BEGIN RECORDS FOR THE TASK

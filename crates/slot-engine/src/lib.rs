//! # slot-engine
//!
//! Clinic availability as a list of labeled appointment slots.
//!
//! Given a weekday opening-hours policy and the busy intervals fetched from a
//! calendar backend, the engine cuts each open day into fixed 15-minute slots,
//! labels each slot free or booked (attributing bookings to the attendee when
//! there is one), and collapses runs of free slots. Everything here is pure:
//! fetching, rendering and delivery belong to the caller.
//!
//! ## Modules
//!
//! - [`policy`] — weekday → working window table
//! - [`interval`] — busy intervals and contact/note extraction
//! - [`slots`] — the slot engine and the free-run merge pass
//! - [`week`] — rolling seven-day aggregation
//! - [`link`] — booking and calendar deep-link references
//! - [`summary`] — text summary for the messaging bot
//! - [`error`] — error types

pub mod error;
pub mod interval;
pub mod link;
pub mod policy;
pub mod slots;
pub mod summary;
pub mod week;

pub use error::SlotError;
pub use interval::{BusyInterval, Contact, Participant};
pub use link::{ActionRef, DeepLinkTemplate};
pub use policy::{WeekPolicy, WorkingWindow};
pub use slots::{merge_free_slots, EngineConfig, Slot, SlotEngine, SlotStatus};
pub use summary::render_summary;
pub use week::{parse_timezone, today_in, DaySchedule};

END RECORDS FOR THE TASK
BEGIN RECORDS FOR THE TASK

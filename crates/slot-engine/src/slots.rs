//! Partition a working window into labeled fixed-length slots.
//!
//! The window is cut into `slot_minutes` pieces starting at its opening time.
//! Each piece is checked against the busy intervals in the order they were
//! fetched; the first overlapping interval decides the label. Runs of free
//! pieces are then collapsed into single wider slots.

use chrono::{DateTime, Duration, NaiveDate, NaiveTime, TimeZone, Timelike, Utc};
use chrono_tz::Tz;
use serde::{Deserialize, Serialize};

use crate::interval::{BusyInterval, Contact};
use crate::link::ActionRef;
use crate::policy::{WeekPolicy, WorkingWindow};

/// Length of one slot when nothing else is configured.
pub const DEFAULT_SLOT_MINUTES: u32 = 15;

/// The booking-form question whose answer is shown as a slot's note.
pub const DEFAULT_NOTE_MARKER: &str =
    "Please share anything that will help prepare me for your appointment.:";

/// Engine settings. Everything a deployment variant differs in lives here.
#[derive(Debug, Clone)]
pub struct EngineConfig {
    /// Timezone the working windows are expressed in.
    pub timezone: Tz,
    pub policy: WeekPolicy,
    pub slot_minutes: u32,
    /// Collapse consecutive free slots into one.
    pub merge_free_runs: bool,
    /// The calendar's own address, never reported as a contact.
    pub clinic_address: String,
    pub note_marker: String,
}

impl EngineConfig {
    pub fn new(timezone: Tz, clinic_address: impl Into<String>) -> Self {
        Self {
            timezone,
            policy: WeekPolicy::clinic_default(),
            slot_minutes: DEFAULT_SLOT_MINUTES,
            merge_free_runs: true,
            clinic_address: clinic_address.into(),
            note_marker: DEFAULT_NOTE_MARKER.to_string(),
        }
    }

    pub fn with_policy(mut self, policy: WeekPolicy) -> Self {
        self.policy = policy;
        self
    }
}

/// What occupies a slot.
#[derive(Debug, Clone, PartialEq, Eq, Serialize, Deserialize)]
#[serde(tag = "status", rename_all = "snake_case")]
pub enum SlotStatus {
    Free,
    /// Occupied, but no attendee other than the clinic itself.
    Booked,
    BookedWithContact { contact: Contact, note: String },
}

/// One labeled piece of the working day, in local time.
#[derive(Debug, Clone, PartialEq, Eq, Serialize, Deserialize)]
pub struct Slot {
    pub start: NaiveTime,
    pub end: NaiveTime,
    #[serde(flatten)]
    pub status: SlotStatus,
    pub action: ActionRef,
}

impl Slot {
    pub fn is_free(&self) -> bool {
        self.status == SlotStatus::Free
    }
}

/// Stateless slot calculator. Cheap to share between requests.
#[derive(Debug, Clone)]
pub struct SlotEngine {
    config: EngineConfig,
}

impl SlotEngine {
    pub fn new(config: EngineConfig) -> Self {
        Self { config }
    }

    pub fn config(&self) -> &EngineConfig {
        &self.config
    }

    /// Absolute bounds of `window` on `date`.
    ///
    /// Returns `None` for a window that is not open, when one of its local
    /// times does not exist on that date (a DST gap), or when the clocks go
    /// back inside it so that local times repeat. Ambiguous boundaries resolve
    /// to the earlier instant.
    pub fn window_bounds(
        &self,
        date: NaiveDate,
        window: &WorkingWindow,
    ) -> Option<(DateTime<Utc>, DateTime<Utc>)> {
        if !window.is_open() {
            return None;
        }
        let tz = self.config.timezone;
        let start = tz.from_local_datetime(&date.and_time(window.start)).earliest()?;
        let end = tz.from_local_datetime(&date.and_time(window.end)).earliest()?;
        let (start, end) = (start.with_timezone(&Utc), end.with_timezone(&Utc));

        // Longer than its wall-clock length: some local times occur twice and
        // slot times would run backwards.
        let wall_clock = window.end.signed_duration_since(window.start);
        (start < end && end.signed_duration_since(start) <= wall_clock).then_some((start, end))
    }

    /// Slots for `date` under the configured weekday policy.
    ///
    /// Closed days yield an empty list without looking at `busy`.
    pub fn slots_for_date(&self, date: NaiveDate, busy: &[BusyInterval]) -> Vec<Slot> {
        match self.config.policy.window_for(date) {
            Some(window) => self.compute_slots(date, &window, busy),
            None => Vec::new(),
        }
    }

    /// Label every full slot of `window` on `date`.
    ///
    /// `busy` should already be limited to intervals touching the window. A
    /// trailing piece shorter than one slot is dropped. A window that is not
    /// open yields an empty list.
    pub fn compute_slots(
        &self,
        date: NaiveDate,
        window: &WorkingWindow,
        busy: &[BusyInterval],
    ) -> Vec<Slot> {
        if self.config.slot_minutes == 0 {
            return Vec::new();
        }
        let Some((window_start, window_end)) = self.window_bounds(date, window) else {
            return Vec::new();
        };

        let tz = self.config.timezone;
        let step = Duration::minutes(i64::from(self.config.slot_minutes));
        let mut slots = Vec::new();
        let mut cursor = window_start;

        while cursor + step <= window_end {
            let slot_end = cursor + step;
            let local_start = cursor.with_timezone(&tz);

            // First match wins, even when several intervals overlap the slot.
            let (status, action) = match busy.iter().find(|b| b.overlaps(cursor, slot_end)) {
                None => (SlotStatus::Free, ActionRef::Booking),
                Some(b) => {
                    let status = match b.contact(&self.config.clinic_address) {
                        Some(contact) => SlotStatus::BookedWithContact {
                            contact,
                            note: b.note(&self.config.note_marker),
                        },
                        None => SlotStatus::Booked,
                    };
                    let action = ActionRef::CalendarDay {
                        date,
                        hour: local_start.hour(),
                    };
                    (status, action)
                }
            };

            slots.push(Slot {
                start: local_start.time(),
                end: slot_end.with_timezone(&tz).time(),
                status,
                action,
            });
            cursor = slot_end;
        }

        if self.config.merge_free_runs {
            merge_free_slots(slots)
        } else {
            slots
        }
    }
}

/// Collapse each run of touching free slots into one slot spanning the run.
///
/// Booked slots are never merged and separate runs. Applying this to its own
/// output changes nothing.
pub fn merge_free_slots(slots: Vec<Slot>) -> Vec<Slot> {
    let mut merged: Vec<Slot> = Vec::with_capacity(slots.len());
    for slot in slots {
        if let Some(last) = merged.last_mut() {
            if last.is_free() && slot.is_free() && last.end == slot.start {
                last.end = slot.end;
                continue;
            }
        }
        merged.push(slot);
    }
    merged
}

END RECORDS FOR THE TASK

Wherever the word "nothing" appears in the listing above, copy that line.

/// Length of one slot when nothing else is configured.
/// output changes nothing.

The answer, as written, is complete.